2. The client with type 2 DM is being taught about the importance of foot care. Which instruction should be included?
- A. Soak your feet in hot water every night.
- B. Walk barefoot whenever possible.
- C. Use a heating pad to warm your feet.
- D. Wear comfortable shoes that allow air circulation.
Correct answer: D
Rationale: The correct instruction for the client with type 2 DM regarding foot care is to wear comfortable shoes that allow air circulation. This helps prevent foot injuries and infections, which are common complications in clients with diabetes. Choice A is incorrect as soaking feet in hot water can lead to burns and skin damage. Choice B is incorrect because walking barefoot increases the risk of injury and infection. Choice C is incorrect as using a heating pad can also potentially lead to burns and skin damage.
3. An RN enters a patient's room to place an indwelling urinary catheter, as ordered by the healthcare professional. The client is alert and oriented and tells the RN he wants to leave the hospital now and not receive further treatment. Which of the following actions by the RN would be considered false imprisonment?
- A. The RN tells the client he is not allowed to leave until the physician has released him.
- B. The RN asks the client why he wishes to leave.
- C. The RN asks the client to explain what he understands about his medical diagnosis.

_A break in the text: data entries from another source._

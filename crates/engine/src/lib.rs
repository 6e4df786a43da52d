//! Sessions and unit of work for strata-orm
//!
//! This crate ties the lower layers together:
//! - Orm: shared factory holding registry, backend and encoding
//! - EntityManager: per-session identity map, snapshots and flush
//! - EntityRef: shared handle to a managed entity's live state
//! - Filter / FindOptions: equality queries
//! - OrmConfig: TOML configuration
//!
//! There is no process-wide session. Every session is created explicitly
//! with [`Orm::fork`] and owns its identity map and snapshots.

#![warn(missing_docs)]
#![warn(clippy::all)]

pub mod config;
pub mod entity;
pub mod filter;
pub mod orm;
pub mod session;
pub mod snapshot;

pub use config::{LimitsConfig, OrmConfig};
pub use entity::EntityRef;
pub use filter::{Filter, FindOptions};
pub use orm::{Orm, OrmBuilder};
pub use session::{EntityManager, EntityStatus, FlushSummary};
pub use snapshot::{capture, EntitySnapshot};
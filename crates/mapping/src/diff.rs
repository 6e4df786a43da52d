//! Change sets
//!
//! A [`ChangeSet`] is the ordered list of leaf-level differences between a
//! snapshot and the live state. Diffing is purely structural: two distinct
//! objects with equal contents produce no change, and object identity is
//! never consulted.
//!
//! Rules, applied recursively:
//! - objects: keys in sorted order; added or changed keys are `Set`,
//!   removed keys are `Unset`
//! - arrays of equal length: element by element
//! - arrays whose length changed: the whole array is `Set`
//! - a change of kind (object to string, datetime to array, ...): `Set`
//! - objects carrying a `$type` key are treated as single values, so a
//!   tagged form is never rewritten piecemeal

use std::collections::{BTreeMap, BTreeSet};
use std::fmt;

use strata_core::{CanonicalValue, JsonPath};

use crate::codec::TYPE_KEY;

/// What happens at a path
#[derive(Debug, Clone, PartialEq)]
pub enum ChangeOp {
    /// Write this value
    Set(CanonicalValue),
    /// Remove the value
    Unset,
}

/// One difference
#[derive(Debug, Clone, PartialEq)]
pub struct Change {
    /// Location, starting with the property name for entity-level diffs
    pub path: JsonPath,
    /// Operation
    pub op: ChangeOp,
}

impl fmt::Display for Change {
    fn fmt(&self, f: &mut fmt::Formatter<'_>) -> fmt::Result {
        match &self.op {
            ChangeOp::Set(value) => write!(f, "set {} = {:?}", self.path, value),
            ChangeOp::Unset => write!(f, "unset {}", self.path),
        }
    }
}

/// Ordered list of changes
#[derive(Debug, Clone, Default, PartialEq)]
pub struct ChangeSet {
    changes: Vec<Change>,
}

impl ChangeSet {
    /// Create an empty change set
    pub fn new() -> Self {
        ChangeSet::default()
    }

    /// True if nothing changed
    pub fn is_empty(&self) -> bool {
        self.changes.is_empty()
    }

    /// Number of changes
    pub fn len(&self) -> usize {
        self.changes.len()
    }

    /// Iterate the changes in order
    pub fn iter(&self) -> std::slice::Iter<'_, Change> {
        self.changes.iter()
    }

    /// Append a `Set`
    pub fn set(&mut self, path: JsonPath, value: CanonicalValue) {
        self.changes.push(Change {
            path,
            op: ChangeOp::Set(value),
        });
    }

    /// Append an `Unset`
    pub fn unset(&mut self, path: JsonPath) {
        self.changes.push(Change {
            path,
            op: ChangeOp::Unset,
        });
    }

    /// Append all changes of another set
    pub fn extend(&mut self, other: ChangeSet) {
        self.changes.extend(other.changes);
    }

    /// Top-level property names touched by the changes, sorted
    pub fn touched_properties(&self) -> Vec<String> {
        self.changes
            .iter()
            .filter_map(|c| c.path.property_name().map(str::to_string))
            .collect::<BTreeSet<_>>()
            .into_iter()
            .collect()
    }
}

impl<'a> IntoIterator for &'a ChangeSet {
    type Item = &'a Change;
    type IntoIter = std::slice::Iter<'a, Change>;

    fn into_iter(self) -> Self::IntoIter {
        self.changes.iter()
    }
}

/// Structural diff of two values located at `path`
pub fn diff(path: &JsonPath, snapshot: &CanonicalValue, live: &CanonicalValue) -> ChangeSet {
    let mut out = ChangeSet::new();
    let mut path = path.clone();
    diff_into(&mut path, snapshot, live, &mut out);
    out
}

fn is_atomic(map: &BTreeMap<String, CanonicalValue>) -> bool {
    map.contains_key(TYPE_KEY)
}

fn diff_into(path: &mut JsonPath, old: &CanonicalValue, new: &CanonicalValue, out: &mut ChangeSet) {
    if old == new {
        return;
    }
    match (old, new) {
        (CanonicalValue::Object(a), CanonicalValue::Object(b)) if !is_atomic(a) && !is_atomic(b) => {
            let keys: BTreeSet<&String> = a.keys().chain(b.keys()).collect();
            for key in keys {
                path.push_key(key.clone());
                match (a.get(key), b.get(key)) {
                    (Some(x), Some(y)) => diff_into(path, x, y, out),
                    (None, Some(y)) => out.set(path.clone(), y.clone()),
                    (Some(_), None) => out.unset(path.clone()),
                    (None, None) => {}
                }
                path.pop();
            }
        }
        (CanonicalValue::Array(a), CanonicalValue::Array(b)) if a.len() == b.len() => {
            for (i, (x, y)) in a.iter().zip(b.iter()).enumerate() {
                path.push_index(i);
                diff_into(path, x, y, out);
                path.pop();
            }
        }
        _ => out.set(path.clone(), new.clone()),
    }
}

/// Diff two per-property maps; absent properties are unset
pub fn diff_entity(
    snapshot: &BTreeMap<String, CanonicalValue>,
    live: &BTreeMap<String, CanonicalValue>,
) -> ChangeSet {
    let mut out = ChangeSet::new();
    let names: BTreeSet<&String> = snapshot.keys().chain(live.keys()).collect();
    for name in names {
        let path = JsonPath::property(name.clone());
        match (snapshot.get(name), live.get(name)) {
            (Some(old), Some(new)) => out.extend(diff(&path, old, new)),
            (None, Some(new)) => out.set(path, new.clone()),
            (Some(_), None) => out.unset(path),
            (None, None) => {}
        }
    }
    out
}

- D. The RN asks the client to sign an against medical advice discharge form.
Correct answer: A
Rationale: False imprisonment occurs when a person is prevented from leaving against their will. By telling the patient they are not allowed to leave, the RN is restricting the patient’s freedom unlawfully. Choice B is focused on understanding the patient's reasons for leaving and does not involve restricting the patient's freedom. Choice C aims to assess the patient's understanding of their medical condition, which is unrelated to false imprisonment. Choice D involves obtaining consent for leaving against medical advice, which is a legal and ethical process and not false imprisonment.
4. Which of the following describes the role of the nurse in advocating for a patient?
- A. The nurse ensures that the patient has all the information needed to make an informed decision about their care.
- B. The nurse advocates for the patient by communicating their needs and preferences to the healthcare team.
- C. The nurse advocates for the patient by ensuring that they receive the care they need and by protecting their rights.
- D. The nurse advocates for the patient by helping them navigate the healthcare system and access necessary resources.
Correct answer: C
Rationale: The correct answer is C. Nurses advocate for patients by ensuring that they receive the necessary care and by protecting their rights. This involves speaking up for patients, ensuring they are treated with respect, and helping them access appropriate healthcare services. Option A, providing information for informed decision-making, is an important aspect of nursing care but not the central role of advocacy. Option B, communicating patients' needs to the healthcare team, is essential but more focused on teamwork and collaboration. Option D, helping patients navigate the healthcare system and access resources, is valuable but not the primary definition of advocacy in nursing.
5. Nurse Noemi administers glucagon to her diabetic client and then monitors the client for adverse drug reactions and interactions. Which type of drug interacts adversely with glucagon?
- A. Oral anticoagulants
- B. Anabolic steroids
- C. Beta-adrenergic blockers
- D. Thiazide diuretics
Correct answer: A
Rationale: The correct answer is A: Oral anticoagulants. Glucagon may enhance the anticoagulant effect of oral anticoagulants, increasing the risk of bleeding. This interaction can be dangerous for the patient, leading to serious complications. Choices B, C, and D are incorrect because anabolic steroids, beta-adrenergic blockers, and thiazide diuretics do not typically interact adversely with glucagon. It is crucial for healthcare providers to be aware of potential drug interactions to ensure patient safety and optimal outcomes.